Dendritic cell function
Dendritic cells (DC) are known to be comprised of multiple subsets (e.g. myeloid DC, plasmacytoid DC), each of which may have distinct functions. By studying different DC subsets in the context of malignancy, we hope to develop approaches to use DC as a means of inducing therapeutic antitumor immunity in vivo in both animal models and cancer patients.

Tolerance to tumor associated antigens
The majority of the current tumor-associated antigens represent self-antigens that are either aberrantly or overly expressed by the malignancy. As a result, the vast majority of solid tumors are not immunogenic. We are using mouse and human models to define the antigen specificity of anti-tumor immune responses that either occur spontaneously or are induced with immunotherapy.

Evaluating antigen-specific T cell responses.

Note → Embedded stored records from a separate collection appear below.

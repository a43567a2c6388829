//! bandsite command line
//!
//! ```text
//! bandsite classify <URL>...
//! bandsite render [--config FILE] [--posts SRC] [--albums SRC] [--out DIR]
//! ```

mod config;
mod render;

use anyhow::Context;
use app_core::embeds::classify;
use clap::{ArgAction, Parser, Subcommand};
use config::SiteConfig;
use networking::ContentLoader;
use std::io::Write;
use std::path::PathBuf;
use tracing_subscriber::EnvFilter;

#[derive(Parser)]
#[command(name = "bandsite")]
#[command(about = "Render the band site's news and album fragments", long_about = None)]
#[command(version)]
struct Cli {
    /// Increase log verbosity (-v debug, -vv trace)
    #[arg(short, long, action = ArgAction::Count, global = true)]
    verbose: u8,

    #[command(subcommand)]
    command: Commands,
}

#[derive(Subcommand)]
enum Commands {
    /// Classify media URLs and print one JSON descriptor per line
    Classify {
        /// URLs to classify
        #[arg(required = true)]
        urls: Vec<String>,
    },

    /// Load the data files and write the page fragments
    Render {
        /// Config file (defaults to ./bandsite.toml when present)
        #[arg(long)]
        config: Option<PathBuf>,

        /// Blog posts file or URL
        #[arg(long, env = "BANDSITE_POSTS")]
        posts: Option<String>,

        /// Albums file or URL
        #[arg(long, env = "BANDSITE_ALBUMS")]
        albums: Option<String>,

        /// Output directory
        #[arg(long)]
        out: Option<PathBuf>,
    },
}

/// Write one JSON descriptor per URL, one per line
fn write_descriptors<W: Write>(out: &mut W, urls: &[String]) -> anyhow::Result<()> {
    for url in urls {
        serde_json::to_writer(&mut *out, &classify(url))?;
        writeln!(out)?;
    }
    Ok(())
}

fn init_tracing(verbose: u8) {
    let filter = match verbose {
        0 => EnvFilter::try_from_default_env().unwrap_or_else(|_| EnvFilter::new("info")),
        1 => EnvFilter::new("debug"),
        _ => EnvFilter::new("trace"),
    };

    tracing_subscriber::fmt()
        .with_env_filter(filter)
        .with_writer(std::io::stderr)
        .with_target(false)
        .init();
}

#[tokio::main]
async fn main() -> anyhow::Result<()> {
    let cli = Cli::parse();
    init_tracing(cli.verbose);

    match cli.command {
        Commands::Classify { urls } => {
            let stdout = std::io::stdout();
            let mut out = stdout.lock();
            write_descriptors(&mut out, &urls)?;
            out.flush()?;
        }

        Commands::Render { config, posts, albums, out } => {
            let mut site = SiteConfig::resolve(config.as_deref()).context("loading config")?;
            if let Some(posts) = posts {
                site.data.posts = posts;
            }
            if let Some(albums) = albums {
                site.data.albums = albums;
            }
            if let Some(out) = out {
                site.output.dir = out;
            }

            let loader = ContentLoader::new();
            let fragments = render::render_site(&loader, &site).await;
            render::write_fragments(&site.output.dir, &fragments).await?;

            tracing::info!(
                count = fragments.len(),
                dir = %site.output.dir.display(),
                "render complete"
            );
        }
    }

    Ok(())
}
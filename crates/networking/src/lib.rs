//! Data fetching for bandsite
//!
//! This crate fetches the site's JSON data files (blog posts, albums) from
//! disk or over HTTP and parses them into the `app-core` content model.
//!
//! Each fetch is a single attempt: there is no retry and no timeout. Callers
//! decide what to show when a load fails.

#![warn(missing_docs)]
#![warn(clippy::all)]

pub mod loader;
pub mod source;

pub use loader::ContentLoader;
pub use source::{DataSource, Fetcher, JsonSource};

use std::path::PathBuf;

/// Result type for data loading
pub type Result<T> = std::result::Result<T, LoadError>;

/// Error types for data loading
#[derive(Debug, thiserror::Error)]
pub enum LoadError {
    /// Reading a local file failed
    #[error("Failed to read {}: {}", .path.display(), .source)]
    Io {
        /// File that could not be read
        path: PathBuf,
        /// Underlying IO error
        #[source]
        source: std::io::Error,
    },

    /// Network error
    #[error("Network error: {0}")]
    Network(#[from] reqwest::Error),

    /// Server answered with a non-success status
    #[error("HTTP error ({status}) fetching {url}")]
    Status {
        /// Requested URL
        url: String,
        /// HTTP status code
        status: u16,
    },

    /// The data file is not the expected JSON
    #[error("Invalid JSON in {location}: {source}")]
    Json {
        /// Where the data came from
        location: String,
        /// Parse error
        #[source]
        source: serde_json::Error,
    },
}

We have demonstrated that in vivo expansion of CD8 T cells identified with MHC/peptide tetramers can correlate with tumor responses in cancer patients. Current efforts underway are to characterize the T cell response following vaccination against tumor associated (self) antigens utilizing novel assays that couple tetramer staining (antigen-specificity) with T cell function. Moreover, we are currently characterizing the immune response not only within the blood, but also within the tissues and tumors in order to examine the distribution of an immune response. By identifying the dynamics of antigen specific T cells and their capacity to develop immunologic memory, we hope to develop improved strategies in tumor immunotherapy.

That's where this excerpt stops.